Самая едкая ирония заключалась в том, как идеалы «всеобщего равенства» приводили к тотальной уравниловке и всеобщему мелкому хищению. Если всё «общее», то, по сути, оно «ничьё», а значит, каждый имел право урвать свой кусок. Это размывало понятия чести и достоинства, заменяя их хитростью и изворотливостью. Каждый «нёс», и каждый это знал. Этот негласный закон был прочнее любого писаного правила. Он видел, как инженеры выносили домой чертежные принадлежности, как медсестры прихватывали бинты из больницы, как уборщицы забирали швабры из учреждений. Это было не злое умысел, не алчность в чистом виде, а способ выживания, универсальная компенсация за нехватку всего и вся. Пётр, как и многие, понимал, что строить «светлое будущее» на практике означало приспосабливаться к этим противоречиям. Это означало не идеализм, а прагматизм. Это означало искать и находить «лазейки», чтобы просто жить, просто выживать, просто обустраивать свой крошечный уголок в этом огромном, непонятном мире. Он видел, как «великие идеи» сталкиваются с бытовой реальностью и как «показуха» становится частью их повседневности, а «несунство» — способом существования.
Послевоенный энтузиазм на стройке, этот пылкий порыв возродить страну из пепла, удивительным образом уживался с прагматичным приспособленчеством и скрытыми нарушениями. Люди искренне хотели строить, верили в свою великую миссию, но в то же время были вынуждены играть по неписаным правилам, где обман и хищение были почти нормой. Коллективизм, который на фронте был мощным оружием против врага, в мирной жизни часто оборачивался круговой порукой и взаимным покрывательством. «Мы за своих стоим, — объяснял Кузьмич Петру, когда они в очередной раз «спасали» отстающего товарища от инспектора, — пусть там, наверху, сами разбираются со своими бумажками. Наше дело — семья, и чтоб никто не пострадал». Эта «скрепа» коллективизма, призванная сплачивать людей во имя общей цели, парадоксально становилась инструментом для сокрытия индивидуальных, пусть и мелких, грехов.

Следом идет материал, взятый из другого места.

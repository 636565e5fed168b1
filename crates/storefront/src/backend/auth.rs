//! Account endpoints. OTP generation and delivery happen in the backend.

use reqwest::Method;
use tracing::instrument;

use super::types::{
    AuthResponse, EmailRequest, LoginRequest, MessageResponse, ResetPasswordRequest,
    SignupRequest, VerifyOtpRequest,
};
use super::{BackendError, GymApiClient};

impl GymApiClient {
    /// Register an account; the backend emails a verification OTP.
    ///
    /// # Errors
    ///
    /// Returns `Conflict` if the email is taken.
    #[instrument(skip(self, request))]
    pub async fn signup(&self, request: &SignupRequest<'_>) -> Result<MessageResponse, BackendError> {
        self.send_json(Method::POST, &["api", "auth", "signup"], None, request)
            .await
    }

    /// # Errors
    ///
    /// Returns `Rejected` or `Unauthorized` for a wrong or expired code.
    #[instrument(skip(self, request))]
    pub async fn verify_otp(&self, request: &VerifyOtpRequest<'_>) -> Result<AuthResponse, BackendError> {
        self.send_json(Method::POST, &["api", "auth", "verify-otp"], None, request)
            .await
    }

    /// # Errors
    ///
    /// Returns an error if the request fails.
    #[instrument(skip(self, request))]
    pub async fn resend_otp(&self, request: &EmailRequest<'_>) -> Result<MessageResponse, BackendError> {
        self.send_json(Method::POST, &["api", "auth", "resend-otp"], None, request)
            .await
    }

    /// # Errors
    ///
    /// Returns `Unauthorized` for bad credentials.
    #[instrument(skip(self, request))]
    pub async fn login(&self, request: &LoginRequest<'_>) -> Result<AuthResponse, BackendError> {
        self.send_json(Method::POST, &["api", "auth", "login"], None, request)
            .await
    }

    /// # Errors
    ///
    /// Returns an error if the request fails.
    #[instrument(skip(self, request))]
    pub async fn forgot_password(
        &self,
        request: &EmailRequest<'_>,
    ) -> Result<MessageResponse, BackendError> {
        self.send_json(Method::POST, &["api", "auth", "forgot-password"], None, request)
            .await
    }

    /// # Errors
    ///
    /// Returns `Rejected` for a wrong or expired code.
    #[instrument(skip(self, request))]
    pub async fn reset_password(
        &self,
        request: &ResetPasswordRequest<'_>,
    ) -> Result<MessageResponse, BackendError> {
        self.send_json(Method::POST, &["api", "auth", "reset-password"], None, request)
            .await
    }
}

Пётр, строитель великой страны, возводивший стены и мосты, которые должны были стать символами новой эры, одновременно становился и «несуном», мастером мелких, но всеобъемлющих хищений. Он был воплощением этого глубокого парадокса своей эпохи: герой и теневой делец в одном лице. Он видел, как эти «скрепы» — «авось», «свои против чужих», «показуха», «несунство» — не только не исчезли после войны, но укоренились ещё глубже, став неотъемлемой частью жизни каждого, кто пытался выжить в этом стремительно меняющемся, но по-прежнему глубоко противоречивом мире. Он строил, он верил, он приспосабливался. И каждый кирпич, унесённый им домой, был не просто куском глины, но символом его личной, тихой победы в этой невидимой, но постоянной борьбе между великой идеей и её неидеальной, очень человеческой реальностью.